De tous les dénoûments que le théâtre de Shakespeare nous offre, certes celui-ci est le plus douloureux et le plus navrant. Dans les autres drames du poëte, la nécessité d’une conclusion sanglante s’explique et se justifie par l’action elle-même. Qu’Hamlet meure, cela se conçoit : il a tué le père d’Ophélia. Que Roméo meure, cela se conçoit encore : il a tué le cousin de Juliette. Que Lear succombe, cela se comprend : il a fait mourir sa propre fille sous sa malédiction ! Que Macbeth tombe, cela est légitime : il a tué Banquo, il a tué lady Macduff. Mais, pour mourir de cette mort cruelle, qu’avait fait Othello ? qu’avait fait Desdémona ! En quoi avaient-ils mérité d’être ainsi entraînés dans la tombe ? Leur conscience ne leur reprochait rien : ils n’avaient jamais commis, même par imprudence, une action mauvaise ; ils étaient exempts de remords comme de blâme. Ils étaient bons, honnêtes et loyaux. Comment donc avaient-ils encouru le châtiment ? Ils n’avaient pas commis de faute.

Si fait ! Ils avaient commis une faute, la faute primordiale, la faute antérieure à la faute même de Caïn. Ils étaient coupables, comme le premier et comme le dernier d’entre nous, de l’offense originelle. Ils avaient été engendrés sur cette terre ! Ils étaient nés dans un monde d’avance damné, où le bonheur est interdit aux plus dignes ; où toutes les joies se payent par des douleurs, et où le rire produit des larmes ; dans un monde où le bien a le mal pour correctif nécessaire, où l’amour a pour revers la jalousie, et où le génie a l’envie pour ombre. Ils étaient nés dans un monde où l’iniquité sociale aggrave encore l’imperfection naturelle, où la vertu n’est qu’un titre à l’épreuve, le service qu’une garantie d’ingratitude, l’héroïsme qu’une désignation au martyre ; dans un monde où la mauvaise foi triomphe de la bonne ; où les Socrates boivent la ciguë, où les Brutus se suicident, — où les Dante sont proscrits, et où règnent les Tibère. Oui, c’est pour être nés dans ce monde qu’Othello et Desdémona ont souffert. Tous deux ont expié par leur supplice le crime d’humanité. Que ceux qui seraient tentés de trouver l’expiation trop dure, ne s’en prennent pas au poëte, historien fidèle de la vie.

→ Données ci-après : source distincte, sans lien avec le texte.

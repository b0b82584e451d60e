use super::conn::Conn;
use super::error::BodyError;
use super::request::BodyFraming;
use bytes::Bytes;
use tokio::io::{AsyncRead, AsyncWrite};

/// Where the connection stands with the current request body
#[derive(Debug, Clone, Copy, PartialEq, Eq)]
pub(crate) enum BodyState {
    /// No request in progress
    Idle,
    /// Body not touched yet
    Pending {
        framing: BodyFraming,
        expect_continue: bool,
    },
    /// Body read to its end
    Consumed,
    /// A read was attempted and failed; the stream position is unknown
    Failed,
}

/// Request body stream borrowed from its connection
///
/// Dropping a `Body` without reading it is fine: the connection drains or
/// discards the remainder once the handler returns.
pub struct Body<'a, S> {
    conn: &'a mut Conn<S>,
}

impl<'a, S> Body<'a, S>
where
    S: AsyncRead + AsyncWrite + Unpin + Send,
{
    pub(super) fn new(conn: &'a mut Conn<S>) -> Self {
        Self { conn }
    }

    /// Reads the whole body, sending `100 Continue` first when the client asked for it
    pub async fn read_to_end(&mut self) -> Result<Bytes, BodyError> {
        self.conn.read_body().await.map(|body| body.freeze())
    }

    /// Whether the body has been read to its end
    pub fn is_consumed(&self) -> bool {
        self.conn.body == BodyState::Consumed
    }
}

impl<S> std::fmt::Debug for Body<'_, S> {
    fn fmt(&self, f: &mut std::fmt::Formatter<'_>) -> std::fmt::Result {
        f.debug_struct("Body")
            .field("state", &self.conn.body)
            .finish()
    }
}
use super::error::HttpProtocolError;
use http::header::{CONNECTION, CONTENT_LENGTH, EXPECT, TRANSFER_ENCODING};
use http::{HeaderMap, HeaderName, HeaderValue, Method, Uri, Version};
use std::fmt;

/// The request target exactly as it appeared on the request line.
///
/// Travels with the request as an extension, since `Uri` normalises some
/// forms and rejects others that httparse accepts.
#[derive(Debug, Clone, PartialEq, Eq)]
pub struct RequestTarget(String);

impl RequestTarget {
    pub fn new(target: impl Into<String>) -> Self {
        Self(target.into())
    }

    pub fn as_str(&self) -> &str {
        &self.0
    }

    /// Query string without the `?` and without any fragment
    pub fn query(&self) -> Option<&str> {
        let without_fragment = self.0.split_once('#').map_or(self.0.as_str(), |(target, _)| target);
        without_fragment.split_once('?').map(|(_, query)| query)
    }
}

impl fmt::Display for RequestTarget {
    fn fmt(&self, f: &mut fmt::Formatter<'_>) -> fmt::Result {
        f.write_str(&self.0)
    }
}

/// Parsed request line and headers, owned independently of the read buffer
#[derive(Debug, Clone)]
pub struct RequestHead {
    pub method: Method,
    pub target: RequestTarget,
    /// Best-effort parse of `target`; `/` when `Uri` rejects it
    pub uri: Uri,
    pub version: Version,
    pub headers: HeaderMap,
}

/// How the request body is delimited on the wire
#[derive(Debug, Clone, Copy, PartialEq, Eq)]
pub enum BodyFraming {
    Empty,
    Length(u64),
    Chunked,
}

impl RequestHead {
    /// Copies a complete `httparse` request out of the borrowed buffer
    pub(crate) fn from_parsed(req: &httparse::Request<'_, '_>) -> Result<Self, HttpProtocolError> {
        let method = req
            .method
            .ok_or_else(|| HttpProtocolError::HttpParse("missing method".to_string()))?;
        let method = Method::from_bytes(method.as_bytes())
            .map_err(|e| HttpProtocolError::InvalidRequest(format!("method {method:?}: {e}")))?;

        let target = req
            .path
            .ok_or_else(|| HttpProtocolError::HttpParse("missing request target".to_string()))?;
        let uri = target.parse::<Uri>().unwrap_or_default();
        let target = RequestTarget::new(target);

        let version = match req.version {
            Some(0) => Version::HTTP_10,
            Some(1) => Version::HTTP_11,
            other => {
                return Err(HttpProtocolError::HttpParse(format!(
                    "unsupported HTTP version {other:?}"
                )));
            }
        };

        let mut headers = HeaderMap::with_capacity(req.headers.len());
        for header in req.headers.iter() {
            let name = HeaderName::from_bytes(header.name.as_bytes()).map_err(|e| {
                HttpProtocolError::InvalidRequest(format!("header name {:?}: {e}", header.name))
            })?;
            let value = HeaderValue::from_bytes(header.value).map_err(|e| {
                HttpProtocolError::InvalidRequest(format!("header {:?} value: {e}", header.name))
            })?;
            headers.append(name, value);
        }

        Ok(Self {
            method,
            target,
            uri,
            version,
            headers,
        })
    }

    /// Works out body delimiting; chunked wins over Content-Length
    pub fn framing(&self) -> Result<BodyFraming, HttpProtocolError> {
        let codings: Vec<String> = self
            .headers
            .get_all(TRANSFER_ENCODING)
            .iter()
            .flat_map(|value| comma_tokens(value))
            .collect();

        if !codings.is_empty() {
            return if codings.len() == 1 && codings[0].eq_ignore_ascii_case("chunked") {
                Ok(BodyFraming::Chunked)
            } else {
                Err(HttpProtocolError::UnsupportedTransferEncoding(codings.join(", ")))
            };
        }

        let mut length: Option<u64> = None;
        for token in self
            .headers
            .get_all(CONTENT_LENGTH)
            .iter()
            .flat_map(|value| comma_tokens(value))
        {
            let parsed = token
                .parse::<u64>()
                .ok()
                .filter(|_| token.bytes().all(|b| b.is_ascii_digit()))
                .ok_or_else(|| {
                    HttpProtocolError::InvalidRequest(format!("bad Content-Length {token:?}"))
                })?;
            match length {
                Some(existing) if existing != parsed => {
                    return Err(HttpProtocolError::InvalidRequest(
                        "conflicting Content-Length values".to_string(),
                    ));
                }
                _ => length = Some(parsed),
            }
        }

        Ok(match length {
            None | Some(0) => BodyFraming::Empty,
            Some(n) => BodyFraming::Length(n),
        })
    }

    /// Whether the connection may carry another request after this one
    pub fn keep_alive(&self) -> bool {
        let has_token = |wanted: &str| {
            self.headers
                .get_all(CONNECTION)
                .iter()
                .flat_map(|value| comma_tokens(value))
                .any(|token| token.eq_ignore_ascii_case(wanted))
        };

        if has_token("close") {
            return false;
        }
        match self.version {
            Version::HTTP_10 => has_token("keep-alive"),
            _ => true,
        }
    }

    /// Whether the client waits for `100 Continue` before sending the body
    pub fn expects_continue(&self) -> bool {
        self.version == Version::HTTP_11
            && self
                .headers
                .get(EXPECT)
                .and_then(|value| value.to_str().ok())
                .is_some_and(|value| value.trim().eq_ignore_ascii_case("100-continue"))
    }
}

fn comma_tokens(value: &HeaderValue) -> Vec<String> {
    String::from_utf8_lossy(value.as_bytes())
        .split(',')
        .map(str::trim)
        .filter(|token| !token.is_empty())
        .map(str::to_string)
        .collect()
}

#[cfg(test)]
mod tests {
    use super::*;

    fn parse(raw: &str) -> Result<RequestHead, HttpProtocolError> {
        let mut headers = [httparse::EMPTY_HEADER; 16];
        let mut req = httparse::Request::new(&mut headers);
        match req.parse(raw.as_bytes()) {
            Ok(httparse::Status::Complete(_)) => RequestHead::from_parsed(&req),
            other => panic!("unexpected parse result: {other:?}"),
        }
    }

    #[test]
    fn test_parses_extension_method_and_target() {
        let head = parse("PURGE /cache?key=a%20b HTTP/1.1\r\nHost: x\r\n\r\n").unwrap();
        assert_eq!(head.method.as_str(), "PURGE");
        assert_eq!(head.target.as_str(), "/cache?key=a%20b");
        assert_eq!(head.uri.path(), "/cache");
        assert_eq!(head.version, Version::HTTP_11);
    }

    #[test]
    fn test_target_is_kept_verbatim() {
        let head = parse("GET http://Example.com HTTP/1.1\r\n\r\n").unwrap();
        assert_eq!(head.target.as_str(), "http://Example.com");

        let head = parse("GET /a<b>?status=201 HTTP/1.1\r\n\r\n").unwrap();
        assert_eq!(head.target.as_str(), "/a<b>?status=201");
        assert_eq!(head.target.query(), Some("status=201"));
    }

    #[test]
    fn test_target_query_ignores_fragment() {
        assert_eq!(RequestTarget::new("/a?q=1#frag").query(), Some("q=1"));
        assert_eq!(RequestTarget::new("/a#frag?q=1").query(), None);
        assert_eq!(RequestTarget::new("http://x.test/p?status=201").query(), Some("status=201"));
        assert_eq!(RequestTarget::new("/plain").query(), None);
    }

    #[test]
    fn test_framing() {
        let head = parse("GET / HTTP/1.1\r\n\r\n").unwrap();
        assert_eq!(head.framing().unwrap(), BodyFraming::Empty);

        let head = parse("POST / HTTP/1.1\r\nContent-Length: 5\r\n\r\n").unwrap();
        assert_eq!(head.framing().unwrap(), BodyFraming::Length(5));

        let head = parse(
            "POST / HTTP/1.1\r\nContent-Length: 5\r\nTransfer-Encoding: chunked\r\n\r\n",
        )
        .unwrap();
        assert_eq!(head.framing().unwrap(), BodyFraming::Chunked);
    }

    #[test]
    fn test_framing_rejects_bad_lengths() {
        let head = parse("POST / HTTP/1.1\r\nContent-Length: 5\r\nContent-Length: 6\r\n\r\n")
            .unwrap();
        assert!(matches!(
            head.framing(),
            Err(HttpProtocolError::InvalidRequest(_))
        ));

        let head = parse("POST / HTTP/1.1\r\nContent-Length: +5\r\n\r\n").unwrap();
        assert!(head.framing().is_err());

        let head = parse("POST / HTTP/1.1\r\nTransfer-Encoding: gzip, chunked\r\n\r\n").unwrap();
        assert!(matches!(
            head.framing(),
            Err(HttpProtocolError::UnsupportedTransferEncoding(_))
        ));
    }

    #[test]
    fn test_keep_alive_rules() {
        assert!(parse("GET / HTTP/1.1\r\n\r\n").unwrap().keep_alive());
        assert!(!parse("GET / HTTP/1.1\r\nConnection: close\r\n\r\n").unwrap().keep_alive());
        assert!(!parse("GET / HTTP/1.0\r\n\r\n").unwrap().keep_alive());
        assert!(parse("GET / HTTP/1.0\r\nConnection: Keep-Alive\r\n\r\n").unwrap().keep_alive());
    }

    #[test]
    fn test_expect_continue() {
        assert!(parse("PUT / HTTP/1.1\r\nExpect: 100-continue\r\n\r\n").unwrap().expects_continue());
        assert!(!parse("PUT / HTTP/1.0\r\nExpect: 100-continue\r\n\r\n").unwrap().expects_continue());
        assert!(!parse("PUT / HTTP/1.1\r\n\r\n").unwrap().expects_continue());
    }
}
//! Listener, per-connection loop and process signals

pub mod connection;
pub mod listener;
pub mod signal;


pub use connection::serve_connection;
pub use listener::EchoServer;
pub use signal::shutdown_signal;
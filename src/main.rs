use color_eyre::eyre::{Result, WrapErr};
use http_echo::server::shutdown_signal;
use http_echo::{EchoServer, ServerConfig};
use tracing::{error, info};
use tracing_subscriber::EnvFilter;

#[tokio::main]
async fn main() -> Result<()> {
    // Initialize error handling
    color_eyre::install()?;

    // Initialize logging
    tracing_subscriber::fmt()
        .with_env_filter(
            EnvFilter::try_from_default_env().unwrap_or_else(|_| EnvFilter::new("http_echo=info")),
        )
        .init();

    info!("== Start App ==");

    let config = ServerConfig::default();
    let server = EchoServer::bind(config)
        .await
        .wrap_err("Failed to start HTTP echo server")?;

    let shutdown = server.shutdown_token();
    tokio::spawn(async move {
        shutdown_signal().await;
        shutdown.cancel();
    });

    if let Err(e) = server.run().await {
        error!(error = %e, "Server forced to shutdown");
        return Err::<(), _>(e).wrap_err("HTTP echo server did not shut down cleanly");
    }

    info!("== End App ==");
    Ok(())
}
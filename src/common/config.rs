use std::net::{Ipv4Addr, SocketAddr};
use std::time::Duration;

/// Port the server listens on when no other address is given
pub const DEFAULT_PORT: u16 = 8080;

/// Configuration for the HTTP echo server
///
/// The binary always runs with [`ServerConfig::default`]; the setters exist so
/// tests can bind to an ephemeral port and shrink the timeouts.
///
/// # Examples
///
/// ```
/// use http_echo::common::ServerConfig;
/// use std::time::Duration;
///
/// let config = ServerConfig::default()
///     .with_bind_addr("127.0.0.1:0".parse().unwrap())
///     .with_shutdown_timeout(Duration::from_millis(500));
///
/// assert_eq!(config.max_headers, 100);
/// assert_eq!(config.shutdown_timeout, Duration::from_millis(500));
/// ```
#[derive(Debug, Clone)]
pub struct ServerConfig {
    /// Address to bind the listener to
    pub bind_addr: SocketAddr,
    /// Maximum number of concurrent connections
    pub max_connections: usize,
    /// Size of each socket read
    pub buffer_size: usize,
    /// Bound on every head or body read, including keep-alive idle time
    pub read_timeout: Duration,
    /// Bound on writing one response
    pub write_timeout: Duration,
    /// Grace period given to in-flight requests on shutdown
    pub shutdown_timeout: Duration,
    /// Largest accepted request head (request line plus headers)
    pub max_header_bytes: usize,
    /// Largest accepted number of request headers
    pub max_headers: usize,
    /// Largest request body the handler will read
    pub max_body_size: usize,
}

impl Default for ServerConfig {
    fn default() -> Self {
        Self {
            bind_addr: SocketAddr::from((Ipv4Addr::UNSPECIFIED, DEFAULT_PORT)),
            max_connections: 1000,
            buffer_size: 8192,
            read_timeout: Duration::from_secs(30),
            write_timeout: Duration::from_secs(30),
            shutdown_timeout: Duration::from_secs(5),
            max_header_bytes: 1024 * 1024, // 1MB
            max_headers: 100,
            max_body_size: 10 * 1024 * 1024, // 10MB
        }
    }
}

impl ServerConfig {
    /// Set the listen address
    pub fn with_bind_addr(mut self, bind_addr: SocketAddr) -> Self {
        self.bind_addr = bind_addr;
        self
    }

    /// Set the connection limit
    pub fn with_max_connections(mut self, max_connections: usize) -> Self {
        self.max_connections = max_connections;
        self
    }

    /// Set the read timeout
    pub fn with_read_timeout(mut self, timeout: Duration) -> Self {
        self.read_timeout = timeout;
        self
    }

    /// Set the write timeout
    pub fn with_write_timeout(mut self, timeout: Duration) -> Self {
        self.write_timeout = timeout;
        self
    }

    /// Set the graceful shutdown window
    pub fn with_shutdown_timeout(mut self, timeout: Duration) -> Self {
        self.shutdown_timeout = timeout;
        self
    }

    /// Set the request body limit
    pub fn with_max_body_size(mut self, size: usize) -> Self {
        self.max_body_size = size;
        self
    }

    /// Set the request head limit
    pub fn with_max_header_bytes(mut self, size: usize) -> Self {
        self.max_header_bytes = size;
        self
    }
}

#[cfg(test)]
mod tests {
    use super::*;

    #[test]
    fn test_default_listens_on_all_interfaces() {
        let config = ServerConfig::default();
        assert!(config.bind_addr.ip().is_unspecified());
        assert_eq!(config.bind_addr.port(), DEFAULT_PORT);
        assert_eq!(config.shutdown_timeout, Duration::from_secs(5));
    }

    #[test]
    fn test_builder_setters() {
        let config = ServerConfig::default()
            .with_max_connections(2)
            .with_read_timeout(Duration::from_millis(250))
            .with_write_timeout(Duration::from_millis(300))
            .with_max_body_size(16)
            .with_max_header_bytes(512);

        assert_eq!(config.max_connections, 2);
        assert_eq!(config.read_timeout, Duration::from_millis(250));
        assert_eq!(config.write_timeout, Duration::from_millis(300));
        assert_eq!(config.max_body_size, 16);
        assert_eq!(config.max_header_bytes, 512);
    }
}
use super::details::{RequestDetails, header_values};
use super::failure::EchoFailure;
use crate::http::{Body, RequestTarget};
use bytes::Bytes;
use http::header::{CONTENT_TYPE, HeaderValue};
use http::{Request, Response, StatusCode};
use std::ops::RangeInclusive;
use std::time::Duration;
use tokio::io::{AsyncRead, AsyncWrite};
use tracing::{debug, error, info};

/// Codes accepted by the `status` query parameter; 500 is the deliberate upper bound
pub const STATUS_RANGE: RangeInclusive<i64> = 100..=500;

/// Answers any request with a JSON description of it.
///
/// `?sleep=<ms>` delays this request only; `?status=<code>` forces the status.
/// Every failure is turned into its plain-text response here, so the caller
/// always gets something to write.
pub async fn handle<S>(request: Request<Body<'_, S>>) -> Response<Bytes>
where
    S: AsyncRead + AsyncWrite + Unpin + Send,
{
    match echo_request(request).await {
        Ok(response) => response,
        Err(failure) => {
            if failure.is_client_error() {
                info!(%failure, "Rejecting request");
            } else {
                error!(%failure, "Request failed");
            }
            failure.into_response()
        }
    }
}

async fn echo_request<S>(request: Request<Body<'_, S>>) -> Result<Response<Bytes>, EchoFailure>
where
    S: AsyncRead + AsyncWrite + Unpin + Send,
{
    let (parts, mut body) = request.into_parts();
    let method = parts.method.to_string();
    let target = parts
        .extensions
        .get::<RequestTarget>()
        .cloned()
        .unwrap_or_else(|| RequestTarget::new(parts.uri.to_string()));
    let path = target.to_string();
    info!(%method, %path, "Got request");

    let query = target.query();

    if let Some(raw) = query_param(query, "sleep") {
        let duration = parse_sleep(&raw).inspect_err(|failure| {
            debug!(sleep = %raw, "{failure}");
        })?;
        tokio::time::sleep(duration).await;
    }

    let status = match query_param(query, "status") {
        Some(raw) => parse_status(&raw).inspect_err(|failure| {
            debug!(status = %raw, "{failure}");
        })?,
        None => StatusCode::OK,
    };

    let payload = body.read_to_end().await.map_err(|e| {
        debug!(error = %e, "Error reading request body");
        EchoFailure::BodyRead
    })?;

    let details = RequestDetails {
        method,
        path,
        header: header_values(&parts.headers),
        body: String::from_utf8_lossy(&payload).into_owned(),
    };

    let json = serde_json::to_vec(&details).map_err(|e| {
        debug!(error = %e, "Error marshalling request details to JSON");
        EchoFailure::Marshal
    })?;

    let mut response = Response::new(Bytes::from(json));
    *response.status_mut() = status;
    response
        .headers_mut()
        .insert(CONTENT_TYPE, HeaderValue::from_static("application/json"));
    Ok(response)
}

/// First value of `key` in a query string, percent-decoded; empty counts as absent
pub fn query_param(query: Option<&str>, key: &str) -> Option<String> {
    url::form_urlencoded::parse(query?.as_bytes())
        .find(|(name, _)| name == key)
        .map(|(_, value)| value.into_owned())
        .filter(|value| !value.is_empty())
}

/// Parses a `sleep` value: a non-negative number of milliseconds
pub fn parse_sleep(raw: &str) -> Result<Duration, EchoFailure> {
    raw.parse::<u64>()
        .map(Duration::from_millis)
        .map_err(|_| EchoFailure::InvalidSleep)
}

/// Parses a `status` value and checks it against [`STATUS_RANGE`]
pub fn parse_status(raw: &str) -> Result<StatusCode, EchoFailure> {
    let code = raw
        .parse::<i64>()
        .map_err(|_| EchoFailure::InvalidStatusFormat)?;
    if !STATUS_RANGE.contains(&code) {
        return Err(EchoFailure::StatusOutOfRange);
    }
    u16::try_from(code)
        .ok()
        .and_then(|code| StatusCode::from_u16(code).ok())
        .ok_or(EchoFailure::StatusOutOfRange)
}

L’auteur véritable de cette conclusion, ce n’est pas Shakespeare, c’est Dieu.


Hauteville-House, octobre 1859.

  1. Voir cette nouvelle à l’Appendice.
  2. De cette avenue qui depuis a pris le nom de Queen’s Walk, il ne reste plus aujourd’hui que quatre arbres. Quant au vieux manoir de Harefield, il a été détruit en 1660 par un incendie, et c’est à peine si l’on peut encore en reconnaître les ruines.
  3. Voir le sonnet 131 dans l’édition anglaise et le sonnet 10 dans l’édition que j’ai publiée. — Cette antithèse entre les mots black et fair se retrouve exactement dans ce vers à l’adresse d’Othello :

    Your son in law is far more fair than black

  4. « Fu già in Venezia un Moro, molto valoroso, il quale, per essere pro della persona, e per avec dato segno di gran prudenza, e di vivace ingegno, era molto caro a que’ signori. » Voir à l’Appendice la traduction complète de cette nouvelle, extraite des Hecatommithi de Giraldi Cinthio.